Merge pull request #80 from mgermain/failed_command_management

MarcCote · MarcCote · commit 3f82d39b3f77 · 2015-03-04T11:22:47.000-05:00
Failed command management
diff --git a/scripts/smart_dispatch.py b/scripts/smart_dispatch.py
@@ -3,8 +3,10 @@
 
 import os
 import argparse
+import time as t
 import numpy as np
 from subprocess import check_output
+from textwrap import dedent
 
 from smartdispatch.command_manager import CommandManager
 
@@ -59,6 +61,24 @@ def main():
         if args.mode == "launch":
             command_manager.set_commands_to_run(commands)
         else:
+            # Verifying if there is are failed commands
+            failed_commands = command_manager.get_failed_commands()

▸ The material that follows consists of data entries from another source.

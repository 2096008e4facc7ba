use axum::{
    Json,
    extract::rejection::{JsonRejection, QueryRejection},
    http::StatusCode,
    response::IntoResponse,
};
use engine::EngineError;

use serde::Serialize;
pub use server::{ServerState, router, run_with_listener, spawn_with_listener};

mod accounts;
mod categories;
mod query;
mod server;
mod statistics;
mod transactions;
mod transfers;

pub enum ServerError {
    Engine(EngineError),
    /// The request body is not a JSON object.
    InvalidJson(String),
    Generic(String),
}

#[derive(Serialize)]
struct ErrorBody {
    error: ErrorDetail,
}

#[derive(Serialize)]
struct ErrorDetail {
    name: &'static str,
    message: String,
}

fn status_for_engine_error(err: &EngineError) -> StatusCode {
    match err {
        EngineError::InvalidRequest(_) => StatusCode::BAD_REQUEST,
        EngineError::NotFound(_) => StatusCode::NOT_FOUND,
        EngineError::Fatal(_) => StatusCode::INTERNAL_SERVER_ERROR,
    }
}

fn message_for_engine_error(err: EngineError) -> String {
    match err {
        EngineError::Fatal(reason) => {
            tracing::error!("fatal engine error: {reason}");
            "internal server error".to_string()
        }
        EngineError::InvalidRequest(message) | EngineError::NotFound(message) => message,
    }
}

impl IntoResponse for ServerError {
    fn into_response(self) -> axum::response::Response {
        let (status, name, message) = match self {
            ServerError::Engine(err) => (
                status_for_engine_error(&err),
                err.name(),
                message_for_engine_error(err),
            ),
            ServerError::InvalidJson(message) => (StatusCode::BAD_REQUEST, "InvalidJSON", message),
            ServerError::Generic(message) => {
                (StatusCode::BAD_REQUEST, "InvalidRequestError", message)
            }
        };

        let body = ErrorBody {
            error: ErrorDetail { name, message },
        };
        (status, Json(body)).into_response()
    }
}

impl From<EngineError> for ServerError {
    fn from(value: EngineError) -> Self {
        Self::Engine(value)
    }
}

impl From<JsonRejection> for ServerError {
    fn from(value: JsonRejection) -> Self {
        Self::InvalidJson(value.body_text())
    }
}

impl From<QueryRejection> for ServerError {
    fn from(value: QueryRejection) -> Self {
        Self::Generic(value.body_text())
    }
}
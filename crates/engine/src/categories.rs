//! Category records used to group income and expenses.

use std::collections::BTreeMap;

use serde::{Deserialize, Serialize};
use uuid::Uuid;

use crate::{
    Fields, ResultEngine,
    error::not_found,
    event::{Delete, Record, Update},
    util::{changed, ensure_supported, optional, required},
    validate::{ValidationError, validate},
};

pub(crate) const LABEL: &str = "category";

const FIELDS: [&str; 1] = ["name"];

#[derive(Clone, Debug, PartialEq, Eq, Serialize, Deserialize)]
pub struct Category {
    pub id: Uuid,
    pub name: String,
}

#[derive(Clone, Debug, Default, PartialEq, Eq, Serialize, Deserialize)]
pub struct CategoryPatch {
    #[serde(default, skip_serializing_if = "Option::is_none")]
    pub name: Option<String>,
}

impl CategoryPatch {
    #[must_use]
    pub fn is_empty(&self) -> bool {
        self.name.is_none()
    }
}

impl Record for Category {
    type Patch = CategoryPatch;

    fn id(&self) -> Uuid {
        self.id
    }

    fn apply(&mut self, patch: &CategoryPatch) {
        if let Some(name) = &patch.name {
            self.name.clone_from(name);
        }
    }
}

fn name(value: &serde_json::Value) -> Result<String, ValidationError> {
    Ok(validate(value).string()?.not_empty()?.value().to_string())
}

pub(crate) fn create_payload(data: &Fields) -> ResultEngine<Category> {
    ensure_supported(data, &FIELDS)?;
    Ok(Category {
        id: Uuid::now_v7(),
        name: required(data, "name", name)?,
    })
}

pub(crate) fn update_payload(
    categories: &BTreeMap<Uuid, Category>,
    id: Uuid,
    data: &Fields,
) -> ResultEngine<Option<Update<CategoryPatch>>> {
    let original = categories.get(&id).ok_or_else(|| not_found(LABEL, id))?;
    ensure_supported(data, &FIELDS)?;

    let patch = CategoryPatch {
        name: changed(optional(data, "name", name)?, &original.name),
    };
    Ok((!patch.is_empty()).then_some(Update { id, patch }))
}

pub(crate) fn delete_payload(
    categories: &BTreeMap<Uuid, Category>,
    id: Uuid,
) -> ResultEngine<Delete> {
    if !categories.contains_key(&id) {
        return Err(not_found(LABEL, id));
    }
    Ok(Delete { id })
}

#[cfg(test)]
mod tests {
    use serde_json::{Value, json};

    use super::*;
    use crate::EngineError;

    fn fields(value: Value) -> Fields {
        match value {
            Value::Object(map) => map,
            _ => unreachable!("test input must be an object"),
        }
    }

    #[test]
    fn create_and_rename() {
        let category = create_payload(&fields(json!({"name": "Food"}))).unwrap();
        assert_eq!(category.name, "Food");
        let categories = BTreeMap::from([(category.id, category.clone())]);

        let update = update_payload(&categories, category.id, &fields(json!({"name": "Groceries"})))
            .unwrap()
            .unwrap();
        assert_eq!(update.patch.name.as_deref(), Some("Groceries"));

        assert!(
            update_payload(&categories, category.id, &fields(json!({"name": "Food"})))
                .unwrap()
                .is_none()
        );
    }

    #[test]
    fn name_must_be_a_non_empty_string() {
        assert_eq!(
            create_payload(&fields(json!({"name": 42}))).unwrap_err(),
            EngineError::InvalidRequest("name: must be a string".to_string())
        );
        assert_eq!(
            create_payload(&fields(json!({}))).unwrap_err(),
            EngineError::InvalidRequest("missing required field: name".to_string())
        );
    }

    #[test]
    fn unknown_category_is_not_found() {
        let categories = BTreeMap::new();
        let id = Uuid::now_v7();
        assert_eq!(
            delete_payload(&categories, id).unwrap_err(),
            EngineError::NotFound(format!("no category with id: {id}"))
        );
    }
}
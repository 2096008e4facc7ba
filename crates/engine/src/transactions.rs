//! Income and expense records.
//!
//! Both kinds share the same shape and validation rules; they live in separate
//! collections and dispatch separate actions.

use chrono::NaiveDate;
use serde::{Deserialize, Serialize};
use serde_json::Value;
use uuid::Uuid;

use crate::{
    Fields, MoneyCents, ResultEngine, accounts, categories,
    error::not_found,
    event::{Delete, Record, Update},
    state::State,
    util::{changed, ensure_supported, optional, reference, required},
    validate::{ValidationError, validate},
};

const FIELDS: [&str; 5] = [
    "amount",
    "accountID",
    "categoryID",
    "transactionDate",
    "description",
];

/// Direction of a [`Transaction`].
#[derive(Clone, Copy, Debug, PartialEq, Eq, Hash)]
pub enum TransactionKind {
    Income,
    Expense,
}

impl TransactionKind {
    /// Entity name used in error messages.
    #[must_use]
    pub fn label(self) -> &'static str {
        match self {
            Self::Income => "income",
            Self::Expense => "expense",
        }
    }
}

/// A single income or expense.
///
/// `amount` is always positive; the direction is given by the collection the
/// record belongs to.
#[derive(Clone, Debug, PartialEq, Eq, Serialize, Deserialize)]
#[serde(rename_all = "camelCase")]
pub struct Transaction {
    pub id: Uuid,
    pub amount: MoneyCents,
    #[serde(rename = "accountID")]
    pub account_id: Uuid,
    #[serde(rename = "categoryID")]
    pub category_id: Uuid,
    pub transaction_date: NaiveDate,
    #[serde(default, skip_serializing_if = "Option::is_none")]
    pub description: Option<String>,
}

#[derive(Clone, Debug, Default, PartialEq, Eq, Serialize, Deserialize)]
#[serde(rename_all = "camelCase")]
pub struct TransactionPatch {
    #[serde(default, skip_serializing_if = "Option::is_none")]
    pub amount: Option<MoneyCents>,
    #[serde(default, rename = "accountID", skip_serializing_if = "Option::is_none")]
    pub account_id: Option<Uuid>,
    #[serde(default, rename = "categoryID", skip_serializing_if = "Option::is_none")]
    pub category_id: Option<Uuid>,
    #[serde(default, skip_serializing_if = "Option::is_none")]
    pub transaction_date: Option<NaiveDate>,
    #[serde(default, skip_serializing_if = "Option::is_none")]
    pub description: Option<String>,
}

impl TransactionPatch {
    #[must_use]
    pub fn is_empty(&self) -> bool {
        self.amount.is_none()
            && self.account_id.is_none()
            && self.category_id.is_none()
            && self.transaction_date.is_none()
            && self.description.is_none()
    }
}

impl Record for Transaction {
    type Patch = TransactionPatch;

    fn id(&self) -> Uuid {
        self.id
    }

    fn apply(&mut self, patch: &TransactionPatch) {
        if let Some(amount) = patch.amount {
            self.amount = amount;
        }
        if let Some(account_id) = patch.account_id {
            self.account_id = account_id;
        }
        if let Some(category_id) = patch.category_id {
            self.category_id = category_id;
        }
        if let Some(transaction_date) = patch.transaction_date {
            self.transaction_date = transaction_date;
        }
        if let Some(description) = &patch.description {
            self.description = Some(description.clone());
        }
    }
}

pub(crate) fn amount(value: &Value) -> Result<MoneyCents, ValidationError> {
    Ok(MoneyCents::new(
        validate(value)
            .integer()?
            .bigger_than(0)?
            .smaller_or_equal_than(MoneyCents::MAX.cents())?
            .value(),
    ))
}

pub(crate) fn transaction_date(value: &Value) -> Result<NaiveDate, ValidationError> {
    validate(value).day_string()
}

fn description(value: &Value) -> Result<String, ValidationError> {
    Ok(validate(value).string()?.value().to_string())
}

pub(crate) fn create_payload(state: &State, data: &Fields) -> ResultEngine<Transaction> {
    ensure_supported(data, &FIELDS)?;
    Ok(Transaction {
        id: Uuid::now_v7(),
        amount: required(data, "amount", amount)?,
        account_id: required(data, "accountID", |v| {
            reference(&state.accounts, accounts::LABEL, v)
        })?,
        category_id: required(data, "categoryID", |v| {
            reference(&state.categories, categories::LABEL, v)
        })?,
        transaction_date: required(data, "transactionDate", transaction_date)?,
        description: optional(data, "description", description)?,
    })
}

pub(crate) fn update_payload(
    state: &State,
    kind: TransactionKind,
    id: Uuid,
    data: &Fields,
) -> ResultEngine<Option<Update<TransactionPatch>>> {
    let original = state
        .transactions(kind)
        .get(&id)
        .ok_or_else(|| not_found(kind.label(), id))?;
    ensure_supported(data, &FIELDS)?;

    let patch = TransactionPatch {
        amount: changed(optional(data, "amount", amount)?, &original.amount),
        account_id: changed(
            optional(data, "accountID", |v| {
                reference(&state.accounts, accounts::LABEL, v)
            })?,
            &original.account_id,
        ),
        category_id: changed(
            optional(data, "categoryID", |v| {
                reference(&state.categories, categories::LABEL, v)
            })?,
            &original.category_id,
        ),
        transaction_date: changed(
            optional(data, "transactionDate", transaction_date)?,
            &original.transaction_date,
        ),
        description: optional(data, "description", description)?
            .filter(|value| original.description.as_ref() != Some(value)),
    };
    Ok((!patch.is_empty()).then_some(Update { id, patch }))
}

pub(crate) fn delete_payload(
    state: &State,
    kind: TransactionKind,
    id: Uuid,
) -> ResultEngine<Delete> {
    if !state.transactions(kind).contains_key(&id) {
        return Err(not_found(kind.label(), id));
    }
    Ok(Delete { id })
}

+            if len(failed_commands) > 0:
+                FAILED_COMMAND_MESSAGE = dedent("""\
+                {nb_failed} command(s) are in a failed state. They won't be resumed.
+                Failed commands:
+                {failed_commands}
+                The actual errors can be found in the log folder under:
+                {failed_commands_err_file}""")
+                utils.print_boxed(FAILED_COMMAND_MESSAGE.format(
+                    nb_failed=len(failed_commands),
+                    failed_commands=''.join(failed_commands),
+                    failed_commands_err_file='\n'.join([utils.generate_uid_from_string(c[:-1])+'.err' for c in failed_commands])
+                ))
+
+                if not utils.yes_no_prompt("Do you want to continue?", 'n'):
+                    exit()
+
             command_manager.reset_running_commands()
             nb_commands = command_manager.get_nb_commands_to_run()
 
@@ -88,16 +108,17 @@ def main():
 
     # Launch the jobs
     print "## {nb_commands} command(s) will be executed in {nb_jobs} job(s) ##".format(nb_commands=nb_commands, nb_jobs=len(pbs_filenames))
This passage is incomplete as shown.